*Data supplied*:
^^^^^^^^

impl<'a> Cgroup<'a> {
    pub fn path(&self) -> HostPath {
        self.hierarchy.mount.join(self.name.trim_start_matches('/'))
    }

    fn knob_path(&self, knob: &str) -> HostPath {
        self.path().join(knob)
    }

    pub fn exists(&self) -> bool {
        self.path().is_directory_follow()
    }

    pub fn create(&self) -> Result<()> {
        debug!(cgroup = %self, "create cgroup");
        self.path().mkdir_all(0o755)
    }

    /// Removes the cgroup directory, retrying while the kernel still
    /// shows it busy with exiting tasks.
    pub fn remove(&self) -> Result<()> {
        debug!(cgroup = %self, "remove cgroup");
        let path = self.path();
        if !path.exists() {
            return Ok(());
        }
        let deadline = std::time::Instant::now() + std::time::Duration::from_secs(5);
        loop {
            match path.rmdir() {
                Ok(()) => return Ok(()),
                Err(err) if err.errno() == libc::EBUSY && std::time::Instant::now() < deadline => {
                    std::thread::sleep(std::time::Duration::from_millis(20));
                }
                Err(err) => {
                    error!(cgroup = %self, error = %err, "cannot remove cgroup");
                    return Err(err);
                }
            }
        }
    }

    pub fn has_knob(&self, knob: &str) -> bool {
        self.knob_path(knob).exists()
    }

    pub fn get(&self, knob: &str) -> Result<String> {
        let text = self.knob_path(knob).read_all(1024 * 1024)?;
        Ok(text.trim_end_matches('\n').to_string())
    }

    pub fn set(&self, knob: &str, value: &str) -> Result<()> {
        self.knob_path(knob)
            .write_all(value)
            .map_err(|e| e.context(format!("{} {}", self, knob)))
    }

    pub fn get_u64(&self, knob: &str) -> Result<u64> {
        let text = self.get(knob)?;
        text.trim().parse().map_err(|_| {
            Error::new(
                ErrorKind::Unknown,
                format!("{} {}: not a number: {}", self, knob, text),
            )
        })
    }

    pub fn set_u64(&self, knob: &str, value: u64) -> Result<()> {
        self.set(knob, &value.to_string())
    }

    pub fn set_bool(&self, knob: &str, value: bool) -> Result<()> {
        self.set(knob, if value { "1" } else { "0" })
    }

    pub fn get_bool(&self, knob: &str) -> Result<bool> {
        Ok(self.get_u64(knob)? != 0)
    }

    /// Moves a process (all its threads) into this cgroup.
    pub fn attach(&self, pid: i32) -> Result<()> {
        self.set("cgroup.procs", &pid.to_string())
            .map_err(|e| e.context(format!("attach {}", pid)))
    }

    /// Process ids in this cgroup.
    pub fn get_pids(&self) -> Result<Vec<i32>> {
        self.read_pid_list("cgroup.procs")
    }

    /// Thread ids in this cgroup.
    pub fn get_tasks(&self) -> Result<Vec<i32>> {
        self.read_pid_list("tasks")
    }

    fn read_pid_list(&self, knob: &str) -> Result<Vec<i32>> {
        let text = self.knob_path(knob).read_all(16 * 1024 * 1024)?;
        let mut pids = Vec::new();
        for line in text.lines() {
            if let Ok(pid) = line.trim().parse() {
                pids.push(pid);
            }
        }
        Ok(pids)
    }

    pub fn is_empty(&self) -> bool {
        self.get_pids().map(|p| p.is_empty()).unwrap_or(true)
    }

    /// Sends `sig` to every process in the cgroup. New processes may
    /// appear while this runs; callers loop until the cgroup is empty.
    pub fn kill_all(&self, sig: i32) -> Result<()> {
        let pids = self.get_pids()?;
        debug!(cgroup = %self, sig, count = pids.len(), "kill all");
        for pid in pids {
            if unsafe { libc::kill(pid, sig) } != 0 {
                let errno = std::io::Error::last_os_error().raw_os_error().unwrap_or(0);
                if errno != libc::ESRCH {
                    warn!(pid, sig, errno, "kill failed");
                }
            }
        }
        Ok(())
    }
}

// =============================================================================
// Freezer
// =============================================================================

const FREEZER_STATE: &str = "freezer.state";

/// Freezer operations; only valid on the freezer hierarchy.
pub trait FreezerExt {
    fn freeze(&self, wait: bool) -> Result<()>;
    fn thaw(&self, wait: bool) -> Result<()>;
    fn is_frozen(&self) -> bool;
    fn is_self_freezing(&self) -> bool;
    fn is_parent_freezing(&self) -> bool;
}

impl FreezerExt for Cgroup<'_> {
    fn freeze(&self, wait: bool) -> Result<()> {
        self.set(FREEZER_STATE, "FROZEN")?;
        if wait {
            wait_freezer(self, "FROZEN")?;
        }
        Ok(())
    }

    fn thaw(&self, wait: bool) -> Result<()> {
        if self.is_parent_freezing() {
            return Err(Error::new(ErrorKind::Busy, "parent cgroup is frozen"));
        }
        self.set(FREEZER_STATE, "THAWED")?;
        if wait {
            wait_freezer(self, "THAWED")?;
        }
        Ok(())
    }

    fn is_frozen(&self) -> bool {
        self.get(FREEZER_STATE)
            .map(|state| state.trim() != "THAWED")
            .unwrap_or(false)
    }

    fn is_self_freezing(&self) -> bool {
        self.get_bool("freezer.self_freezing").unwrap_or(false)
    }

    fn is_parent_freezing(&self) -> bool {
        self.get_bool("freezer.parent_freezing").unwrap_or(false)
    }
}

fn wait_freezer(cg: &Cgroup<'_>, want: &str) -> Result<()> {
    let deadline = std::time::Instant::now() + std::time::Duration::from_secs(5);
    loop {
        if cg.get(FREEZER_STATE)?.trim() == want {
            return Ok(());
        }
        if std::time::Instant::now() >= deadline {
            warn!(cgroup = %cg, want, "freezer state change timed out");
            return Ok(());
        }
        std::thread::sleep(std::time::Duration::from_millis(10));
    }
}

^^^^^^^^

*Assignment*:
Give the complete listing again, exactly as it appears above.

*Solution for this problem*:
impl<'a> Cgroup<'a> {
    pub fn path(&self) -> HostPath {
        self.hierarchy.mount.join(self.name.trim_start_matches('/'))
    }

    fn knob_path(&self, knob: &str) -> HostPath {
        self.path().join(knob)
    }

    pub fn exists(&self) -> bool {
        self.path().is_directory_follow()
    }

    pub fn create(&self) -> Result<()> {
        debug!(cgroup = %self, "create cgroup");
        self.path().mkdir_all(0o755)
    }

    /// Removes the cgroup directory, retrying while the kernel still
    /// shows it busy with exiting tasks.
    pub fn remove(&self) -> Result<()> {
        debug!(cgroup = %self, "remove cgroup");
        let path = self.path();
        if !path.exists() {
            return Ok(());
        }
        let deadline = std::time::Instant::now() + std::time::Duration::from_secs(5);
        loop {
            match path.rmdir() {
                Ok(()) => return Ok(()),
                Err(err) if err.errno() == libc::EBUSY && std::time::Instant::now() < deadline => {
                    std::thread::sleep(std::time::Duration::from_millis(20));
                }
                Err(err) => {
                    error!(cgroup = %self, error = %err, "cannot remove cgroup");
                    return Err(err);
                }
            }
        }
    }

    pub fn has_knob(&self, knob: &str) -> bool {
        self.knob_path(knob).exists()
    }

    pub fn get(&self, knob: &str) -> Result<String> {
        let text = self.knob_path(knob).read_all(1024 * 1024)?;
        Ok(text.trim_end_matches('\n').to_string())
    }

    pub fn set(&self, knob: &str, value: &str) -> Result<()> {
        self.knob_path(knob)
            .write_all(value)
            .map_err(|e| e.context(format!("{} {}", self, knob)))
    }

    pub fn get_u64(&self, knob: &str) -> Result<u64> {
        let text = self.get(knob)?;
        text.trim().parse().map_err(|_| {
            Error::new(
                ErrorKind::Unknown,
                format!("{} {}: not a number: {}", self, knob, text),
            )
        })
    }

    pub fn set_u64(&self, knob: &str, value: u64) -> Result<()> {
        self.set(knob, &value.to_string())
    }

    pub fn set_bool(&self, knob: &str, value: bool) -> Result<()> {
        self.set(knob, if value { "1" } else { "0" })
    }

    pub fn get_bool(&self, knob: &str) -> Result<bool> {
        Ok(self.get_u64(knob)? != 0)
    }

    /// Moves a process (all its threads) into this cgroup.
    pub fn attach(&self, pid: i32) -> Result<()> {
        self.set("cgroup.procs", &pid.to_string())
            .map_err(|e| e.context(format!("attach {}", pid)))
    }

    /// Process ids in this cgroup.
    pub fn get_pids(&self) -> Result<Vec<i32>> {
        self.read_pid_list("cgroup.procs")
    }

    /// Thread ids in this cgroup.
    pub fn get_tasks(&self) -> Result<Vec<i32>> {
        self.read_pid_list("tasks")
    }

    fn read_pid_list(&self, knob: &str) -> Result<Vec<i32>> {
        let text = self.knob_path(knob).read_all(16 * 1024 * 1024)?;
        let mut pids = Vec::new();
        for line in text.lines() {
            if let Ok(pid) = line.trim().parse() {
                pids.push(pid);
            }
        }
        Ok(pids)
    }

    pub fn is_empty(&self) -> bool {
        self.get_pids().map(|p| p.is_empty()).unwrap_or(true)
    }

    /// Sends `sig` to every process in the cgroup. New processes may
    /// appear while this runs; callers loop until the cgroup is empty.
    pub fn kill_all(&self, sig: i32) -> Result<()> {
        let pids = self.get_pids()?;
        debug!(cgroup = %self, sig, count = pids.len(), "kill all");
        for pid in pids {
            if unsafe { libc::kill(pid, sig) } != 0 {
                let errno = std::io::Error::last_os_error().raw_os_error().unwrap_or(0);
                if errno != libc::ESRCH {
                    warn!(pid, sig, errno, "kill failed");
                }
            }
        }
        Ok(())
    }
}

// =============================================================================
// Freezer
// =============================================================================

const FREEZER_STATE: &str = "freezer.state";

/// Freezer operations; only valid on the freezer hierarchy.
pub trait FreezerExt {
    fn freeze(&self, wait: bool) -> Result<()>;
    fn thaw(&self, wait: bool) -> Result<()>;
    fn is_frozen(&self) -> bool;
    fn is_self_freezing(&self) -> bool;
    fn is_parent_freezing(&self) -> bool;
}

impl FreezerExt for Cgroup<'_> {
    fn freeze(&self, wait: bool) -> Result<()> {
        self.set(FREEZER_STATE, "FROZEN")?;
        if wait {
            wait_freezer(self, "FROZEN")?;
        }
        Ok(())
    }

    fn thaw(&self, wait: bool) -> Result<()> {
        if self.is_parent_freezing() {
            return Err(Error::new(ErrorKind::Busy, "parent cgroup is frozen"));
        }
        self.set(FREEZER_STATE, "THAWED")?;
        if wait {
            wait_freezer(self, "THAWED")?;
        }
        Ok(())
    }

    fn is_frozen(&self) -> bool {
        self.get(FREEZER_STATE)
            .map(|state| state.trim() != "THAWED")
            .unwrap_or(false)
    }

    fn is_self_freezing(&self) -> bool {
        self.get_bool("freezer.self_freezing").unwrap_or(false)
    }

    fn is_parent_freezing(&self) -> bool {
        self.get_bool("freezer.parent_freezing").unwrap_or(false)
    }
}

fn wait_freezer(cg: &Cgroup<'_>, want: &str) -> Result<()> {
    let deadline = std::time::Instant::now() + std::time::Duration::from_secs(5);
    loop {
        if cg.get(FREEZER_STATE)?.trim() == want {
            return Ok(());
        }
        if std::time::Instant::now() >= deadline {
            warn!(cgroup = %cg, want, "freezer state change timed out");
            return Ok(());
        }
        std::thread::sleep(std::time::Duration::from_millis(10));
    }
}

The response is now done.